• TASK REQUIREMENTS: The task calls for the count of lines containing "Uuid" in these records, given as a number with no other words.

• PROVIDED DATA:
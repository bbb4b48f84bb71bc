//! App Context

use std::sync::Arc;

use thiserror::Error;

use crate::{
    database::{self, Db, SchemaCapabilities},
    domain::{
        categories::{CategoriesService, PgCategoriesService},
        checkout::{CheckoutService, StoreSettings, StorefrontCheckoutService},
        products::{PgProductsService, ProductsService},
        testimonials::{PgTestimonialsService, TestimonialsService},
        vouchers::{PgVouchersService, VouchersService},
    },
};

#[derive(Debug, Error)]
pub enum AppInitError {
    #[error("failed to connect to database")]
    Database(#[source] sqlx::Error),
}

#[derive(Clone)]
pub struct AppContext {
    pub products: Arc<dyn ProductsService>,
    pub categories: Arc<dyn CategoriesService>,
    pub vouchers: Arc<dyn VouchersService>,
    pub testimonials: Arc<dyn TestimonialsService>,
    pub checkout: Arc<dyn CheckoutService>,
}

impl AppContext {
    /// Build application context from a database URL. The schema is
    /// inspected once here; request handling never probes it again.
    ///
    /// # Errors
    ///
    /// Returns an error when connecting to or inspecting the database fails.
    pub async fn from_database_url(
        url: &str,
        settings: StoreSettings,
    ) -> Result<Self, AppInitError> {
        let pool = database::connect(url)
            .await
            .map_err(AppInitError::Database)?;

        let capabilities = SchemaCapabilities::detect(&pool)
            .await
            .map_err(AppInitError::Database)?;

        if !capabilities.products_availability {
            tracing::warn!(
                "products.is_available column not present; treating every product as available"
            );
        }

        let db = Db::new(pool);

        let products: Arc<dyn ProductsService> =
            Arc::new(PgProductsService::new(db.clone(), capabilities));
        let vouchers: Arc<dyn VouchersService> = Arc::new(PgVouchersService::new(db.clone()));

        let checkout = Arc::new(StorefrontCheckoutService::new(
            Arc::clone(&products),
            Arc::clone(&vouchers),
            settings,
        ));

        Ok(Self {
            products,
            categories: Arc::new(PgCategoriesService::new(db.clone())),
            vouchers,
            testimonials: Arc::new(PgTestimonialsService::new(db)),
            checkout,
        })
    }
}
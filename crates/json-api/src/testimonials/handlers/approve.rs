//! Approve Testimonial Handler

use std::sync::Arc;

use salvo::{oapi::extract::PathParam, prelude::*};
use uuid::Uuid;

use crate::{extensions::*, state::State, testimonials::errors::into_status_error};

/// Approve Testimonial Handler
///
/// Publishes a pending testimonial to the storefront.
#[endpoint(
    tags("admin", "testimonials"),
    summary = "Approve Testimonial",
    security(("bearer_auth" = [])),
    responses(
        (status_code = StatusCode::OK, description = "Testimonial approved"),
        (status_code = StatusCode::NOT_FOUND, description = "Testimonial not found"),
        (status_code = StatusCode::BAD_REQUEST, description = "Bad Request"),
        (status_code = StatusCode::INTERNAL_SERVER_ERROR, description = "Internal Server Error"),
    ),
)]
pub(crate) async fn handler(
    testimonial: PathParam<Uuid>,
    depot: &mut Depot,
) -> Result<StatusCode, StatusError> {
    let state = depot.obtain_or_500::<Arc<State>>()?;

    state
        .app
        .testimonials
        .approve_testimonial(testimonial.into_inner().into())
        .await
        .map_err(into_status_error)?;

    Ok(StatusCode::OK)
}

• WRITTEN SOLUTION: 2